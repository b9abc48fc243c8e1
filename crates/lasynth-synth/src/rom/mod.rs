//! In-memory ROM images.
//!
//! Reading dump files is the host's job. The engine only consumes the two
//! images below, already split into their tables:
//!
//! | Image | Content |
//! |-------|---------|
//! | [`ControlRom`] | timbre blocks, patch table, rhythm setup, PCM wave map |
//! | [`PcmRom`] | signed 16-bit sample memory |
//!
//! Both are validated by [`ControlTables::load`](crate::ControlTables::load).
//! [`ControlRom::factory`] and [`PcmRom::factory`] build a complete synthetic
//! set for hosts that have no original dumps.

mod factory;

/// Bytes per raw timbre block (14 common + 4 x 58 partial).
pub const TIMBRE_BLOCK_SIZE: usize = 246;
/// Bytes per raw patch.
pub const PATCH_BLOCK_SIZE: usize = 8;
/// Number of programs in the patch table.
pub const PATCH_COUNT: usize = 128;
/// Bytes per raw rhythm key setting.
pub const RHYTHM_BLOCK_SIZE: usize = 4;
/// Number of keys covered by the rhythm setup.
pub const RHYTHM_KEY_COUNT: usize = 85;
/// MIDI key of the first rhythm setup entry.
pub const RHYTHM_FIRST_KEY: u8 = 24;
/// Smallest accepted PCM ROM, in samples.
pub const MIN_PCM_SAMPLES: usize = 512;
/// Pitch at which a PCM wave plays back at its recorded rate (one sample per tick).
pub const PCM_NATIVE_PITCH: u16 = 36864;

/// Location and tuning of one PCM wave inside the sample ROM.
#[derive(Debug, Clone, Copy, PartialEq, Eq)]
pub struct PcmWaveDescriptor {
    /// First sample.
    pub start: u32,
    /// Number of samples.
    pub len: u32,
    /// Whole-wave loop. A one-shot wave ends its partial when played out.
    pub looped: bool,
    /// Base pitch that makes key 60 sound at the recorded note.
    pub pitch: u16,
}

/// Control ROM image, split into tables.
#[derive(Debug, Clone, Default, PartialEq, Eq)]
pub struct ControlRom {
    /// Concatenated raw timbre blocks. Blocks 0-127 are the melodic banks,
    /// blocks from 128 on are rhythm timbres.
    pub timbres: Vec<u8>,
    /// Raw patch table.
    pub patches: Vec<u8>,
    /// Raw rhythm setup.
    pub rhythm: Vec<u8>,
    /// PCM wave map.
    pub pcm_waves: Vec<PcmWaveDescriptor>,
}

/// PCM sample ROM image.
#[derive(Debug, Clone, Default, PartialEq, Eq)]
pub struct PcmRom {
    /// Signed 16-bit samples.
    pub samples: Vec<i16>,
}

impl ControlRom {
    /// Number of complete timbre blocks in the image.
    pub fn timbre_count(&self) -> usize {
        self.timbres.len() / TIMBRE_BLOCK_SIZE
    }

    /// Synthetic control ROM matching [`PcmRom::factory`].
    pub fn factory() -> Self {
        factory::control_rom()
    }
}

impl PcmRom {
    /// Synthetic sample ROM: generated loops, noise and one-shot drums.
    pub fn factory() -> Self {
        factory::pcm_rom()
    }
}
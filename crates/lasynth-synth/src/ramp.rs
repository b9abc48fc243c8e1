//! LA32 envelope ramp.
//!
//! Every envelope in the chip (amplitude, filter cutoff) is a ramp towards
//! an 8-bit target at a log-coded rate. The target is held in the top bits of
//! a 26-bit accumulator; the increment is decoded from 7 bits of exponent via
//! the exponential table and added or subtracted once per sample.
//!
//! Reaching the target does not signal the envelope immediately. The
//! "interrupt" that moves the envelope to its next phase fires a fixed number
//! of samples after arrival, which shapes the short plateaus audible between
//! segments on the hardware.
//!
//! ```text
//! increment byte: D EEE MMM
//!                 | |   +-- mantissa step (eighths of an octave)
//!                 | +------ octave
//!                 +-------- 1 = descending
//! ```

use crate::tables::MathTables;

/// Bits below the 8-bit target in the accumulator.
pub const TARGET_SHIFTS: u32 = 18;
/// Largest accumulator value.
pub const MAX_CURRENT: u32 = 0xFF << TARGET_SHIFTS;
/// Samples between reaching the target and raising the interrupt.
pub const INTERRUPT_TIME: u8 = 7;

/// One LA32 ramp generator.
#[derive(Debug, Clone, Default)]
pub struct La32Ramp {
    current: u32,
    large_target: u32,
    large_increment: u32,
    descending: bool,
    interrupt_countdown: u8,
    interrupt_raised: bool,
}

impl La32Ramp {
    /// A ramp resting at zero.
    pub fn new() -> Self {
        Self::default()
    }

    /// Start ramping towards `target` (0-255). An increment of 0 holds the
    /// current value and never raises an interrupt.
    pub fn start(&mut self, math: &MathTables, target: u8, increment: u8) {
        if increment == 0 {
            self.large_increment = 0;
        } else {
            let exp_arg = u32::from(increment & 0x7F);
            let mantissa = math.exp2_mantissa((exp_arg & 7) << 9);
            self.large_increment = ((mantissa << (exp_arg >> 3)) + 64) >> 9;
        }
        self.descending = increment & 0x80 != 0;
        if self.descending {
            self.large_increment += 1;
        }
        self.large_target = u32::from(target) << TARGET_SHIFTS;
        self.interrupt_countdown = 0;
        self.interrupt_raised = false;
    }

    /// Advance one sample and return the accumulator.
    #[inline]
    pub fn next_value(&mut self) -> u32 {
        if self.interrupt_countdown > 0 {
            self.interrupt_countdown -= 1;
            if self.interrupt_countdown == 0 {
                self.interrupt_raised = true;
            }
        } else if self.large_increment != 0 {
            if self.descending {
                if self.large_increment > self.current {
                    self.arrive();
                } else {
                    self.current -= self.large_increment;
                    if self.current <= self.large_target {
                        self.arrive();
                    }
                }
            } else if MAX_CURRENT - self.current < self.large_increment {
                self.arrive();
            } else {
                self.current += self.large_increment;
                if self.current >= self.large_target {
                    self.arrive();
                }
            }
        }
        self.current
    }

    fn arrive(&mut self) {
        self.current = self.large_target;
        self.interrupt_countdown = INTERRUPT_TIME;
    }

    /// Take the pending interrupt, if any.
    #[inline]
    pub fn check_interrupt(&mut self) -> bool {
        core::mem::take(&mut self.interrupt_raised)
    }

    /// Return to rest at zero.
    pub fn reset(&mut self) {
        *self = Self::default();
    }

    /// Whether `target` lies below the current value.
    #[inline]
    pub fn is_below_current(&self, target: u8) -> bool {
        (u32::from(target) << TARGET_SHIFTS) < self.current
    }

    /// Current accumulator without advancing.
    #[inline]
    pub fn current(&self) -> u32 {
        self.current
    }
}

#[cfg(test)]
mod tests {
    use super::*;

    fn run_until_interrupt(ramp: &mut La32Ramp, limit: usize) -> Option<usize> {
        (0..limit).find(|_| {
            ramp.next_value();
            ramp.check_interrupt()
        })
    }

    #[test]
    fn test_rises_to_target() {
        let math = MathTables::new();
        let mut ramp = La32Ramp::new();
        ramp.start(&math, 200, 100);
        let n = run_until_interrupt(&mut ramp, 1_000_000).unwrap();
        assert!(n > 0);
        assert_eq!(ramp.current(), 200 << TARGET_SHIFTS);
    }

    #[test]
    fn test_interrupt_delay() {
        let math = MathTables::new();
        let mut ramp = La32Ramp::new();
        ramp.start(&math, 255, 127);
        let mut steps = 0;
        while ramp.next_value() < MAX_CURRENT {
            assert!(!ramp.check_interrupt());
            steps += 1;
            assert!(steps < 1000);
        }
        for _ in 0..INTERRUPT_TIME - 1 {
            ramp.next_value();
            assert!(!ramp.check_interrupt());
        }
        ramp.next_value();
        assert!(ramp.check_interrupt());
        assert!(!ramp.check_interrupt());
    }

    #[test]
    fn test_descends_to_target() {
        let math = MathTables::new();
        let mut ramp = La32Ramp::new();
        ramp.start(&math, 255, 127);
        run_until_interrupt(&mut ramp, 1000).unwrap();
        ramp.start(&math, 10, 0x80 | 60);
        run_until_interrupt(&mut ramp, 10_000_000).unwrap();
        assert_eq!(ramp.current(), 10 << TARGET_SHIFTS);
        assert!(ramp.is_below_current(9));
        assert!(!ramp.is_below_current(10));
        assert!(!ramp.is_below_current(11));
    }

    #[test]
    fn test_faster_increment_arrives_sooner() {
        let math = MathTables::new();
        let mut slow = La32Ramp::new();
        let mut fast = La32Ramp::new();
        slow.start(&math, 255, 40);
        fast.start(&math, 255, 80);
        let ns = run_until_interrupt(&mut slow, 10_000_000).unwrap();
        let nf = run_until_interrupt(&mut fast, 10_000_000).unwrap();
        assert!(nf < ns);
    }

    #[test]
    fn test_zero_increment_holds() {
        let math = MathTables::new();
        let mut ramp = La32Ramp::new();
        ramp.start(&math, 255, 127);
        run_until_interrupt(&mut ramp, 1000).unwrap();
        ramp.start(&math, 0, 0);
        for _ in 0..1000 {
            assert_eq!(ramp.next_value(), MAX_CURRENT);
            assert!(!ramp.check_interrupt());
        }
    }

    #[test]
    fn test_descending_zero_rate_still_moves() {
        let math = MathTables::new();
        let mut ramp = La32Ramp::new();
        ramp.start(&math, 255, 127);
        run_until_interrupt(&mut ramp, 1000).unwrap();
        ramp.start(&math, 0, 0x80);
        let before = ramp.current();
        ramp.next_value();
        assert!(ramp.current() < before);
    }

    #[test]
    fn test_reset() {
        let math = MathTables::new();
        let mut ramp = La32Ramp::new();
        ramp.start(&math, 100, 127);
        ramp.next_value();
        ramp.reset();
        assert_eq!(ramp.current(), 0);
        assert_eq!(ramp.next_value(), 0);
    }
}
• • • • • • •
§ Problem description
Would you print, exactly as written, every line above from the one holding "pub fn current(&self)" through the one holding "let ns = run_until_interrupt(&mut", with both included and no other lines?

§ Answer space
    pub fn current(&self) -> u32 {
        self.current
    }
}

#[cfg(test)]
mod tests {
    use super::*;

    fn run_until_interrupt(ramp: &mut La32Ramp, limit: usize) -> Option<usize> {
        (0..limit).find(|_| {
            ramp.next_value();
            ramp.check_interrupt()
        })
    }

    #[test]
    fn test_rises_to_target() {
        let math = MathTables::new();
        let mut ramp = La32Ramp::new();
        ramp.start(&math, 200, 100);
        let n = run_until_interrupt(&mut ramp, 1_000_000).unwrap();
        assert!(n > 0);
        assert_eq!(ramp.current(), 200 << TARGET_SHIFTS);
    }

    #[test]
    fn test_interrupt_delay() {
        let math = MathTables::new();
        let mut ramp = La32Ramp::new();
        ramp.start(&math, 255, 127);
        let mut steps = 0;
        while ramp.next_value() < MAX_CURRENT {
            assert!(!ramp.check_interrupt());
            steps += 1;
            assert!(steps < 1000);
        }
        for _ in 0..INTERRUPT_TIME - 1 {
            ramp.next_value();
            assert!(!ramp.check_interrupt());
        }
        ramp.next_value();
        assert!(ramp.check_interrupt());
        assert!(!ramp.check_interrupt());
    }

    #[test]
    fn test_descends_to_target() {
        let math = MathTables::new();
        let mut ramp = La32Ramp::new();
        ramp.start(&math, 255, 127);
        run_until_interrupt(&mut ramp, 1000).unwrap();
        ramp.start(&math, 10, 0x80 | 60);
        run_until_interrupt(&mut ramp, 10_000_000).unwrap();
        assert_eq!(ramp.current(), 10 << TARGET_SHIFTS);
        assert!(ramp.is_below_current(9));
        assert!(!ramp.is_below_current(10));
        assert!(!ramp.is_below_current(11));
    }

    #[test]
    fn test_faster_increment_arrives_sooner() {
        let math = MathTables::new();
        let mut slow = La32Ramp::new();
        let mut fast = La32Ramp::new();
        slow.start(&math, 255, 40);
        fast.start(&math, 255, 80);
        let ns = run_until_interrupt(&mut slow, 10_000_000).unwrap();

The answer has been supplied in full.